Las características biológicas y moleculares celulares del hurón bRG las hacen altamente proliferativas, similares a la bRG humana. Esto se traduce en una mayor producción de neuronas y el desarrollo de un neocórtex ampliado y altamente complejo34. Estas características hacen que los hurones sean excelentes organismos modelo para el estudio de características similares a las humanas del desarrollo de neocórtex que no se pueden modelar en ratones26,,40. Para aprovechar al máximo el hurón como organismo modelo se desarrolló el método presentado. Consiste en la electroporación del útero de embriones hurones E33 con un plásmido que expresa la GFP (pGFP) bajo el control de un promotor ubicuo, CAG. Los embriones electroporados pueden ser analizados embrionaria o postnatal. Con el fin de reducir el número de animales sacrificados, las hurones hembra (jills) son esterilizadas por histerectomía y donadas para adopción como mascotas. Si los embriones dirigidos se cosechan en etapas embrionarias, se realiza una segunda cirugía y los embriones son extirpados por una sección cesárea, mientras que las jills se histerorectan. Si los embriones objetivo se analizan en etapas postnatales, las jills se histeroscenten después de que los cachorros han sido destetados o sacrificados. Por lo tanto, también se presenta un protocolo para la histerectomía de las jills.

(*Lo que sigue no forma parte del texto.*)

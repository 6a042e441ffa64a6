//! Brand endpoints.

use axum::Json;
use axum::extract::{Path, Query, State};
use axum::http::StatusCode;
use storefront_core::models::brand::{CreateBrand, UpdateBrand};
use surrealdb::Connection;
use uuid::Uuid;

use crate::dto::{
    BrandResponse, CreateBrandRequest, PageQuery, PageResponse, UpdateBrandRequest,
};
use crate::error::ApiError;
use crate::state::AppState;
use crate::tenant::TenantId;

pub async fn create<C: Connection>(
    State(state): State<AppState<C>>,
    TenantId(tenant_id): TenantId,
    Json(body): Json<CreateBrandRequest>,
) -> Result<(StatusCode, Json<BrandResponse>), ApiError> {
    let brand = state
        .catalog
        .create_brand(CreateBrand {
            tenant_id,
            name: body.name,
            description: body.description,
        })
        .await?;
    Ok((StatusCode::CREATED, Json(brand.into())))
}

pub async fn list<C: Connection>(
    State(state): State<AppState<C>>,
    TenantId(tenant_id): TenantId,
    Query(query): Query<PageQuery>,
) -> Result<Json<PageResponse<BrandResponse>>, ApiError> {
    let page = state
        .catalog
        .list_brands(tenant_id, query.to_pagination())
        .await?;
    Ok(Json(PageResponse::from_result(page, Into::into)))
}

pub async fn get<C: Connection>(
    State(state): State<AppState<C>>,
    TenantId(tenant_id): TenantId,
    Path(id): Path<Uuid>,
) -> Result<Json<BrandResponse>, ApiError> {
    let brand = state.catalog.get_brand(tenant_id, id).await?;
    Ok(Json(brand.into()))
}

pub async fn update<C: Connection>(
    State(state): State<AppState<C>>,
    TenantId(tenant_id): TenantId,
    Path(id): Path<Uuid>,
    Json(body): Json<UpdateBrandRequest>,
) -> Result<Json<BrandResponse>, ApiError> {
    let brand = state
        .catalog
        .update_brand(
            tenant_id,
            id,
            UpdateBrand {
                name: body.name,
                description: body.description,
            },
        )
        .await?;
    Ok(Json(brand.into()))
}

pub async fn delete<C: Connection>(
    State(state): State<AppState<C>>,
    TenantId(tenant_id): TenantId,
    Path(id): Path<Uuid>,
) -> Result<StatusCode, ApiError> {
    state.catalog.delete_brand(tenant_id, id).await?;
    Ok(StatusCode::NO_CONTENT)
}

En electroporación del útero en hurón es una técnica importante, con ventajas y desventajas con respecto a otros métodos. Hay pasos críticos y limitaciones para este método, así como posibles modificaciones y aplicaciones futuras a tener en cuenta.
Desde el trabajo pionero de Víctor Borrell y sus colegas en la manipulación genética del neocórtex hurones postnatal a través de la electroporación o inyección viral35,42…
The authors have nothing to disclose.
Agradecemos a los Servicios e Instalaciones del Instituto Max Planck de Biología Molecular y Genética por el excelente apoyo brindado, en particular todo el equipo de los Servicios Biomédicos (BMS) para la excelente cría de hurones y J. Peychl y su equipo de la Instalación de Microscopía Ligera. Estamos particularmente agradecidos a Katrin Reppe y Anna Pfeffer del BMS por el apoyo veterinario excepcional y a Lei Xing del grupo Huttner por ayudar con cirugías de hurones.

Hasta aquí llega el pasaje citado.